## Assignment
Find the word "picture" in the listing. Copy out each line where it occurs.

## Records for this exercise
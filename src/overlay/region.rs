//! Overlay region types

use serde::{Deserialize, Serialize};

use crate::config::DeviceConfig;
use crate::video::format::{PixelFormat, Resolution};

/// Hardware overlay slots available on the composition path
pub const MAX_REGIONS: usize = 16;

/// Slot index in `0..MAX_REGIONS`
pub type RegionId = usize;

/// Regions are BGRA8888 only
pub(crate) const BGRA_BPP: usize = 4;

/// Axis-aligned rectangle in picture coordinates
#[derive(Debug, Clone, Copy, PartialEq, Eq, Default, Serialize, Deserialize)]
pub struct Rect {
    pub x: u32,
    pub y: u32,
    pub w: u32,
    pub h: u32,
}

impl Rect {
    pub fn new(x: u32, y: u32, w: u32, h: u32) -> Self {
        Self { x, y, w, h }
    }

    pub fn right(&self) -> u32 {
        self.x.saturating_add(self.w)
    }

    pub fn bottom(&self) -> u32 {
        self.y.saturating_add(self.h)
    }

    pub fn area(&self) -> u64 {
        self.w as u64 * self.h as u64
    }

    pub fn is_empty(&self) -> bool {
        self.w == 0 || self.h == 0
    }

    pub fn fits_in(&self, bounds: Resolution) -> bool {
        let fits = |pos: u32, len: u32, limit: u32| {
            pos.checked_add(len).is_some_and(|end| end <= limit)
        };
        fits(self.x, self.w, bounds.width) && fits(self.y, self.h, bounds.height)
    }

    pub fn contains(&self, px: u32, py: u32) -> bool {
        px >= self.x && px < self.right() && py >= self.y && py < self.bottom()
    }

    /// Clamp a signed rectangle to `bounds`; parts outside the picture are cut off
    pub fn clamp_signed(x: i32, y: i32, w: i32, h: i32, bounds: Resolution) -> Self {
        let clamp_axis = |pos: i32, len: i32, limit: u32| -> (u32, u32) {
            let limit = limit as i64;
            let start = (pos as i64).clamp(0, limit);
            let end = (pos as i64 + len.max(0) as i64).clamp(0, limit);
            (start as u32, (end - start).max(0) as u32)
        };
        let (x, w) = clamp_axis(x, w, bounds.width);
        let (y, h) = clamp_axis(y, h, bounds.height);
        Self { x, y, w, h }
    }
}

/// Overlay colour, stored as BGRA8888 bytes on the canvas
#[derive(Debug, Clone, Copy, PartialEq, Eq)]
pub struct Color {
    pub r: u8,
    pub g: u8,
    pub b: u8,
    pub a: u8,
}

impl Color {
    pub const RED: Color = Color::rgb(255, 0, 0);
    pub const GREEN: Color = Color::rgb(0, 255, 0);
    pub const BLUE: Color = Color::rgb(0, 0, 255);
    pub const WHITE: Color = Color::rgb(255, 255, 255);

    pub const fn rgb(r: u8, g: u8, b: u8) -> Self {
        Self { r, g, b, a: 255 }
    }

    pub const fn rgba(r: u8, g: u8, b: u8, a: u8) -> Self {
        Self { r, g, b, a }
    }

    /// From `0xAARRGGBB`
    pub const fn from_argb(hex: u32) -> Self {
        Self {
            a: (hex >> 24) as u8,
            r: (hex >> 16) as u8,
            g: (hex >> 8) as u8,
            b: hex as u8,
        }
    }

    pub fn to_bgra(self) -> [u8; 4] {
        [self.b, self.g, self.r, self.a]
    }
}

/// Corrections applied when a canvas is published
///
/// `horizontal` reverses pixels within each row, `vertical` reverses row order.
#[derive(Debug, Clone, Copy, PartialEq, Eq, Default)]
pub struct Orientation {
    pub horizontal: bool,
    pub vertical: bool,
}

impl Orientation {
    pub const NATURAL: Orientation = Orientation {
        horizontal: false,
        vertical: false,
    };

    /// The overlay plane is mounted rotated relative to the sensor; the
    /// device flags describe the sensor correction, so the overlay needs the
    /// opposite on each axis.
    pub fn from_device(device: &DeviceConfig) -> Self {
        Self {
            horizontal: !device.cam_mirror,
            vertical: !device.cam_flip,
        }
    }

    /// Where a natural-coordinate rectangle lands on the overlay plane
    pub fn place(&self, rect: Rect, bounds: Resolution) -> Rect {
        let x = if self.horizontal {
            bounds.width - rect.w - rect.x
        } else {
            rect.x
        };
        let y = if self.vertical {
            bounds.height - rect.h - rect.y
        } else {
            rect.y
        };
        Rect::new(x, y, rect.w, rect.h)
    }

    /// Copy of `pixels` (row-major, `bpp` bytes each) with the corrections applied
    pub fn apply(&self, pixels: &[u8], width: usize, height: usize, bpp: usize) -> Vec<u8> {
        let stride = width * bpp;
        let mut out = pixels.to_vec();
        if stride == 0 || out.len() < stride * height {
            return out;
        }

        if self.horizontal {
            for row in out.chunks_exact_mut(stride).take(height) {
                for w in 0..width / 2 {
                    let (left, right) = (w * bpp, (width - 1 - w) * bpp);
                    for b in 0..bpp {
                        row.swap(left + b, right + b);
                    }
                }
            }
        }

        if self.vertical {
            for h in 0..height / 2 {
                let (top, bottom) = (h * stride, (height - 1 - h) * stride);
                let (head, tail) = out.split_at_mut(bottom);
                head[top..top + stride].swap_with_slice(&mut tail[..stride]);
            }
        }

        out
    }
}

/// What a slot was allocated for
#[derive(Debug, Clone, Copy, PartialEq, Eq)]
pub enum RegionPurpose {
    /// Allocated by the application through `add_region`
    Plain,
    /// One strip of a `draw_rect` rectangle
    Rect,
}

/// One allocated overlay canvas
#[derive(Debug, Clone)]
pub struct Region {
    id: RegionId,
    rect: Rect,
    /// Position on the overlay plane after orientation
    placement: Rect,
    format: PixelFormat,
    purpose: RegionPurpose,
    orientation: Orientation,
    canvas: Vec<u8>,
}

impl Region {
    pub(crate) fn new(
        id: RegionId,
        rect: Rect,
        placement: Rect,
        format: PixelFormat,
        purpose: RegionPurpose,
        orientation: Orientation,
    ) -> Self {
        let size = rect.w as usize * rect.h as usize * BGRA_BPP;
        Self {
            id,
            rect,
            placement,
            format,
            purpose,
            orientation,
            canvas: vec![0; size],
        }
    }

    pub fn id(&self) -> RegionId {
        self.id
    }

    pub fn rect(&self) -> Rect {
        self.rect
    }

    pub fn placement(&self) -> Rect {
        self.placement
    }

    pub fn format(&self) -> PixelFormat {
        self.format
    }

    pub fn purpose(&self) -> RegionPurpose {
        self.purpose
    }

    pub fn orientation(&self) -> Orientation {
        self.orientation
    }

    pub fn canvas(&self) -> &[u8] {
        &self.canvas
    }

    pub(crate) fn canvas_mut(&mut self) -> &mut [u8] {
        &mut self.canvas
    }

    pub fn fill(&mut self, color: Color) {
        let px = color.to_bgra();
        for chunk in self.canvas.chunks_exact_mut(4) {
            chunk.copy_from_slice(&px);
        }
    }

    /// Canvas with the orientation corrections applied, ready to commit
    pub fn oriented_canvas(&self) -> Vec<u8> {
        self.orientation.apply(
            &self.canvas,
            self.rect.w as usize,
            self.rect.h as usize,
            BGRA_BPP,
        )
    }
}

#[cfg(test)]
mod tests {
    use super::*;

    fn px(v: u8) -> [u8; 4] {
        [v, v, v, 255]
    }

    #[test]
    fn test_clamp_signed() {
        let bounds = Resolution::new(640, 480);
        assert_eq!(Rect::clamp_signed(-10, -5, 50, 20, bounds), Rect::new(0, 0, 40, 15));
        assert_eq!(Rect::clamp_signed(600, 470, 100, 100, bounds), Rect::new(600, 470, 40, 10));
        assert!(Rect::clamp_signed(700, 0, 10, 10, bounds).is_empty());
        assert!(Rect::clamp_signed(0, 0, -3, 10, bounds).is_empty());
    }

    #[test]
    fn test_fits_in_does_not_wrap() {
        let bounds = Resolution::new(64, 48);
        assert!(Rect::new(60, 44, 4, 4).fits_in(bounds));
        assert!(!Rect::new(u32::MAX - 1, 0, 4, 4).fits_in(bounds));
        assert!(!Rect::new(0, 1, 4, u32::MAX).fits_in(bounds));
        assert_eq!(Rect::new(u32::MAX - 1, 0, 4, 4).right(), u32::MAX);
    }

    #[test]
    fn test_placement() {
        let bounds = Resolution::new(640, 480);
        let rect = Rect::new(10, 20, 100, 50);
        assert_eq!(Orientation::NATURAL.place(rect, bounds), rect);

        let both = Orientation {
            horizontal: true,
            vertical: true,
        };
        assert_eq!(both.place(rect, bounds), Rect::new(530, 410, 100, 50));
    }

    #[test]
    fn test_horizontal_reverses_rows() {
        // 3x2 canvas: [1 2 3] [4 5 6]
        let pixels: Vec<u8> = (1..=6).flat_map(px).collect();
        let o = Orientation {
            horizontal: true,
            vertical: false,
        };
        let out = o.apply(&pixels, 3, 2, 4);
        let expected: Vec<u8> = [3, 2, 1, 6, 5, 4].into_iter().flat_map(px).collect();
        assert_eq!(out, expected);
    }

    #[test]
    fn test_vertical_swaps_row_pairs() {
        // 2x3 canvas: [1 2] [3 4] [5 6]
        let pixels: Vec<u8> = (1..=6).flat_map(px).collect();
        let o = Orientation {
            horizontal: false,
            vertical: true,
        };
        let out = o.apply(&pixels, 2, 3, 4);
        let expected: Vec<u8> = [5, 6, 3, 4, 1, 2].into_iter().flat_map(px).collect();
        assert_eq!(out, expected);
        // Source is untouched
        assert_eq!(pixels[0], 1);
    }

    #[test]
    fn test_orientation_from_device() {
        let device = DeviceConfig {
            cam_flip: true,
            cam_mirror: false,
        };
        let o = Orientation::from_device(&device);
        assert!(o.horizontal);
        assert!(!o.vertical);
    }

    #[test]
    fn test_color_bgra() {
        assert_eq!(Color::from_argb(0x80FF2010).to_bgra(), [0x10, 0x20, 0xFF, 0x80]);
        assert_eq!(Color::RED.to_bgra(), [0, 0, 255, 255]);
    }
}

## Response to the task
/// Axis-aligned rectangle in picture coordinates
    /// Clamp a signed rectangle to `bounds`; parts outside the picture are cut off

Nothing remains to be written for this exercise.